* _WHAT TO WORK ON_
Take each line of the records below that contains the string "DashMap" and copy it.

* _EXTRACTED DATA_

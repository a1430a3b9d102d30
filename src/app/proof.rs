use leptos::prelude::*;

use crate::content::portfolio;

#[component]
pub fn Proof() -> impl IntoView {
    view! {
        <section id="proof" class="my-12 sm:my-16" aria-label="Proof / Logo Wall">
            <div class="outlined p-3">
                <div class="grid grid-cols-2 sm:grid-cols-4 lg:grid-cols-8 gap-4 items-center">
                    {portfolio()
                        .logos
                        .iter()
                        .map(|label| view! { <Logo label=label.clone() /> })
                        .collect_view()}
                </div>
            </div>
        </section>
    }
}

#[component]
fn Logo(label: String) -> impl IntoView {
    view! {
        <div class="logo-item flex items-center justify-center h-14 outlined-soft">
            <svg viewBox="0 0 200 60" class="w-full h-full" role="img" aria-label=label.clone()>
                <rect x="1" y="1" width="198" height="58" fill="none" stroke="currentColor" stroke-width="2" />
                <text
                    x="50%"
                    y="50%"
                    dominant-baseline="middle"
                    text-anchor="middle"
                    font-family="monospace"
                    font-size="22"
                    fill="currentColor"
                >
                    {label}
                </text>
            </svg>
        </div>
    }
}
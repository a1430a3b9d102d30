use leptos::prelude::*;
use leptos_use::{use_clipboard_with_options, UseClipboardOptions, UseClipboardReturn};

use crate::snippets::{panel_id, snippet, tab_id, SnippetKind, SnippetLang};

/// How long the "Copied!" tooltip stays up.
const COPIED_RESET_MS: f64 = 1200.0;

#[component]
pub fn Features() -> impl IntoView {
    view! {
        <section id="features" class="my-16">
            <h2 class="text-3xl sm:text-4xl font-extrabold outlined p-2 mb-6">
                "Selected Projects: API Development"
            </h2>
            <div class="grid grid-cols-12 gap-4">
                <div class="col-span-12 lg:col-span-4">
                    <CodeCard title="Fetch Projects" kind=SnippetKind::Projects />
                </div>
                <div class="col-span-12 lg:col-span-4">
                    <CodeCard title="Create Issue" kind=SnippetKind::Issue />
                </div>
                <div class="col-span-12 lg:col-span-4">
                    <CodeCard title="Upload Asset" kind=SnippetKind::Upload />
                </div>
            </div>
        </section>
    }
}

/// Request example with language tabs and a copy button. A failed copy
/// leaves the tooltip hidden.
#[component]
fn CodeCard(title: &'static str, kind: SnippetKind) -> impl IntoView {
    let tab = RwSignal::new(SnippetLang::Js);
    let code = Memo::new(move |_| snippet(tab.get(), kind));
    let UseClipboardReturn { copied, copy, .. } = use_clipboard_with_options(
        UseClipboardOptions::default().copied_reset_delay(COPIED_RESET_MS),
    );

    view! {
        <div class="outlined p-0 grid grid-rows-[auto_1fr_auto] h-full">
            <div class="flex items-center justify-between border-b border-black px-3 py-2">
                <span class="font-mono text-sm">{title}</span>
                <div class="relative">
                    <button
                        on:click=move |_| copy(&code.get_untracked())
                        class="outlined px-2 py-1 text-xs"
                        aria-label="Copy code"
                    >
                        "COPY"
                    </button>
                    <Show when=move || copied.get()>
                        <span role="status" class="tooltip">
                            "Copied!"
                        </span>
                    </Show>
                </div>
            </div>
            <div class="border-b border-black">
                <div role="tablist" aria-label=format!("{title} code tabs") class="flex">
                    {SnippetLang::ALL
                        .into_iter()
                        .map(|lang| view! { <Tab kind=kind lang=lang active=tab /> })
                        .collect_view()}
                </div>
            </div>
            <pre
                id=panel_id(kind)
                role="tabpanel"
                aria-labelledby=move || tab_id(kind, tab.get())
                class="p-3 text-sm overflow-auto font-mono bg-white min-h-[220px]"
                aria-live="polite"
            >
                {move || code.get()}
            </pre>
        </div>
    }
}

#[component]
fn Tab(kind: SnippetKind, lang: SnippetLang, active: RwSignal<SnippetLang>) -> impl IntoView {
    let is_active = move || active.get() == lang;
    view! {
        <button
            role="tab"
            aria-selected=move || is_active().to_string()
            aria-controls=panel_id(kind)
            id=tab_id(kind, lang)
            on:click=move |_| active.set(lang)
            class=move || {
                format!(
                    "flex-1 px-2 py-1 outlined text-xs {}",
                    if is_active() { "bg-black text-white" } else { "bg-white" },
                )
            }
        >
            {lang.to_string()}
        </button>
    }
}
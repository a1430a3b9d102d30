use dashmap::DashMap;
use std::fmt;
use std::sync::LazyLock;

const EXAMPLE_HOST: &str = "https://example.com";

static GLOBAL_SNIPPET_CACHE: LazyLock<DashMap<(SnippetLang, SnippetKind), String>> =
    LazyLock::new(DashMap::new);

#[derive(Debug, Clone, Copy, PartialEq, Eq, Hash)]
pub enum SnippetLang {
    Js,
    Python,
    Curl,
}

impl SnippetLang {
    pub const ALL: [SnippetLang; 3] = [SnippetLang::Js, SnippetLang::Python, SnippetLang::Curl];

    pub fn id(&self) -> &'static str {
        match self {
            SnippetLang::Js => "js",
            SnippetLang::Python => "py",
            SnippetLang::Curl => "curl",
        }
    }
}

impl fmt::Display for SnippetLang {
    fn fmt(&self, f: &mut fmt::Formatter<'_>) -> fmt::Result {
        f.write_str(match self {
            SnippetLang::Js => "JS",
            SnippetLang::Python => "Python",
            SnippetLang::Curl => "cURL",
        })
    }
}

#[derive(Debug, Clone, Copy, PartialEq, Eq, Hash)]
pub enum SnippetKind {
    Projects,
    Issue,
    Upload,
}

impl SnippetKind {
    pub const ALL: [SnippetKind; 3] = [SnippetKind::Projects, SnippetKind::Issue, SnippetKind::Upload];

    pub fn id(&self) -> &'static str {
        match self {
            SnippetKind::Projects => "projects",
            SnippetKind::Issue => "issue",
            SnippetKind::Upload => "upload",
        }
    }
}

/// DOM id of a card's code panel. Each card has one panel shared by its tabs.
pub fn panel_id(kind: SnippetKind) -> String {
    format!("{}-code-panel", kind.id())
}

pub fn tab_id(kind: SnippetKind, lang: SnippetLang) -> String {
    format!("{}-{}-tab", kind.id(), lang.id())
}

pub fn endpoint(kind: SnippetKind) -> &'static str {
    match kind {
        SnippetKind::Projects => "/api/projects?limit=5",
        SnippetKind::Issue => "/api/issues",
        SnippetKind::Upload => "/api/assets",
    }
}

pub fn build_snippet(lang: SnippetLang, kind: SnippetKind) -> String {
    let endpoint = endpoint(kind);
    match (lang, kind) {
        (SnippetLang::Js, SnippetKind::Upload) => format!(
            "// JS (fetch)\n\
             const fd = new FormData();\n\
             fd.append('file', fileInput.files[0]);\n\
             const res = await fetch('{endpoint}', {{ method: 'POST', body: fd }});\n\
             console.log(await res.json());"
        ),
        (SnippetLang::Js, SnippetKind::Issue) => format!(
            "// JS (fetch)\n\
             const res = await fetch('{endpoint}', {{\n  \
             method: 'POST',\n  \
             headers: {{ 'Content-Type': 'application/json' }},\n  \
             body: JSON.stringify({{ title: 'Bug: terminal flicker', priority: 'high' }})\n\
             }});\n\
             console.log(await res.json());"
        ),
        (SnippetLang::Js, SnippetKind::Projects) => format!(
            "// JS (fetch)\n\
             const res = await fetch('{endpoint}');\n\
             console.log(await res.json());"
        ),
        (SnippetLang::Python, SnippetKind::Upload) => format!(
            "# Python (requests)\n\
             import requests\n\
             files = {{ 'file': open('logo.svg','rb') }}\n\
             r = requests.post('{EXAMPLE_HOST}{endpoint}', files=files)\n\
             print(r.json())"
        ),
        (SnippetLang::Python, SnippetKind::Issue) => format!(
            "# Python (requests)\n\
             import requests\n\
             r = requests.post('{EXAMPLE_HOST}{endpoint}', json={{\n  \
             'title': 'Bug: terminal flicker',\n  \
             'priority': 'high'\n\
             }})\n\
             print(r.json())"
        ),
        (SnippetLang::Python, SnippetKind::Projects) => format!(
            "# Python (requests)\n\
             import requests\n\
             r = requests.get('{EXAMPLE_HOST}{endpoint}')\n\
             print(r.json())"
        ),
        (SnippetLang::Curl, SnippetKind::Upload) => format!(
            "curl -X POST {EXAMPLE_HOST}{endpoint} \\\n  \
             -F \"file=@logo.svg\""
        ),
        (SnippetLang::Curl, SnippetKind::Issue) => format!(
            "curl -X POST {EXAMPLE_HOST}{endpoint} \\\n  \
             -H 'Content-Type: application/json' \\\n  \
             -d '{{\"title\":\"Bug: terminal flicker\",\"priority\":\"high\"}}'"
        ),
        (SnippetLang::Curl, SnippetKind::Projects) => format!("curl {EXAMPLE_HOST}{endpoint}"),
    }
}

/// Cached [`build_snippet`].
pub fn snippet(lang: SnippetLang, kind: SnippetKind) -> String {
    GLOBAL_SNIPPET_CACHE
        .entry((lang, kind))
        .or_insert_with(|| build_snippet(lang, kind))
        .clone()
}

#[cfg(test)]
mod tests {
    use super::*;

    #[test]
    fn test_js_snippets() {
        assert_eq!(
            build_snippet(SnippetLang::Js, SnippetKind::Projects),
            "// JS (fetch)\nconst res = await fetch('/api/projects?limit=5');\nconsole.log(await res.json());"
        );
        assert_eq!(
            build_snippet(SnippetLang::Js, SnippetKind::Issue),
            [
                "// JS (fetch)",
                "const res = await fetch('/api/issues', {",
                "  method: 'POST',",
                "  headers: { 'Content-Type': 'application/json' },",
                "  body: JSON.stringify({ title: 'Bug: terminal flicker', priority: 'high' })",
                "});",
                "console.log(await res.json());",
            ]
            .join("\n")
        );
        let upload = build_snippet(SnippetLang::Js, SnippetKind::Upload);
        assert!(upload.contains("fetch('/api/assets', { method: 'POST', body: fd })"));
        assert_eq!(upload.lines().count(), 5);
    }

    #[test]
    fn test_python_snippets() {
        assert_eq!(
            build_snippet(SnippetLang::Python, SnippetKind::Projects),
            "# Python (requests)\nimport requests\nr = requests.get('https://example.com/api/projects?limit=5')\nprint(r.json())"
        );
        assert_eq!(
            build_snippet(SnippetLang::Python, SnippetKind::Issue),
            [
                "# Python (requests)",
                "import requests",
                "r = requests.post('https://example.com/api/issues', json={",
                "  'title': 'Bug: terminal flicker',",
                "  'priority': 'high'",
                "})",
                "print(r.json())",
            ]
            .join("\n")
        );
        assert!(build_snippet(SnippetLang::Python, SnippetKind::Upload)
            .contains("files = { 'file': open('logo.svg','rb') }"));
    }

    #[test]
    fn test_curl_snippets() {
        assert_eq!(
            build_snippet(SnippetLang::Curl, SnippetKind::Projects),
            "curl https://example.com/api/projects?limit=5"
        );
        assert_eq!(
            build_snippet(SnippetLang::Curl, SnippetKind::Upload),
            "curl -X POST https://example.com/api/assets \\\n  -F \"file=@logo.svg\""
        );
        assert_eq!(
            build_snippet(SnippetLang::Curl, SnippetKind::Issue),
            "curl -X POST https://example.com/api/issues \\\n  -H 'Content-Type: application/json' \\\n  -d '{\"title\":\"Bug: terminal flicker\",\"priority\":\"high\"}'"
        );
    }

    #[test]
    fn test_cache_matches_builder() {
        for lang in SnippetLang::ALL {
            for kind in SnippetKind::ALL {
                assert_eq!(snippet(lang, kind), build_snippet(lang, kind));
                assert_eq!(snippet(lang, kind), build_snippet(lang, kind));
            }
        }
        assert!(GLOBAL_SNIPPET_CACHE.len() >= 9);
    }

    #[test]
    fn test_tab_labels() {
        let labels: Vec<_> = SnippetLang::ALL.iter().map(|l| l.to_string()).collect();
        assert_eq!(labels, ["JS", "Python", "cURL"]);
        assert_eq!(SnippetLang::Python.id(), "py");
    }

    #[test]
    fn test_tab_and_panel_ids_unique_across_cards() {
        let mut ids = std::collections::HashSet::new();
        for kind in SnippetKind::ALL {
            assert!(ids.insert(panel_id(kind)));
            for lang in SnippetLang::ALL {
                assert!(ids.insert(tab_id(kind, lang)));
            }
        }
        assert_eq!(ids.len(), 12);
        assert_eq!(panel_id(SnippetKind::Issue), "issue-code-panel");
        assert_eq!(tab_id(SnippetKind::Upload, SnippetLang::Curl), "upload-curl-tab");
    }
}
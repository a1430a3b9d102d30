use std::cell::Cell;
use std::rc::Rc;
use std::time::Duration;

use super::MotionError;

#[derive(Debug, Clone, Copy, PartialEq, Eq, PartialOrd, Ord, Hash)]
pub struct TimerId(pub u64);

/// Clock and timer source. The browser implementation wraps `setInterval` /
/// `setTimeout`; tests use a logical clock.
///
/// `cancel` must accept ids that already fired or were already cancelled.
pub trait Scheduler {
    fn now(&self) -> Duration;
    fn set_interval(
        &self,
        period: Duration,
        tick: Box<dyn FnMut()>,
    ) -> Result<TimerId, MotionError>;
    fn set_timeout(
        &self,
        delay: Duration,
        fire: Box<dyn FnOnce()>,
    ) -> Result<TimerId, MotionError>;
    fn cancel(&self, id: TimerId);
}

/// Owns one timer and cancels it exactly once, either on `dispose` or on drop.
pub struct TimerGuard {
    scheduler: Rc<dyn Scheduler>,
    id: Cell<Option<TimerId>>,
}

impl TimerGuard {
    pub fn new(scheduler: Rc<dyn Scheduler>, id: TimerId) -> Self {
        Self {
            scheduler,
            id: Cell::new(Some(id)),
        }
    }

    #[cfg(test)]
    pub(crate) fn is_active(&self) -> bool {
        self.id.get().is_some()
    }

    pub fn dispose(&self) {
        if let Some(id) = self.id.take() {
            self.scheduler.cancel(id);
        }
    }
}

impl Drop for TimerGuard {
    fn drop(&mut self) {
        self.dispose();
    }
}

impl std::fmt::Debug for TimerGuard {
    fn fmt(&self, f: &mut std::fmt::Formatter<'_>) -> std::fmt::Result {
        f.debug_struct("TimerGuard").field("id", &self.id.get()).finish()
    }
}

* _SOLUTION TO THIS EXERCISE_
use dashmap::DashMap;
static GLOBAL_SNIPPET_CACHE: LazyLock<DashMap<(SnippetLang, SnippetKind), String>> =
    LazyLock::new(DashMap::new);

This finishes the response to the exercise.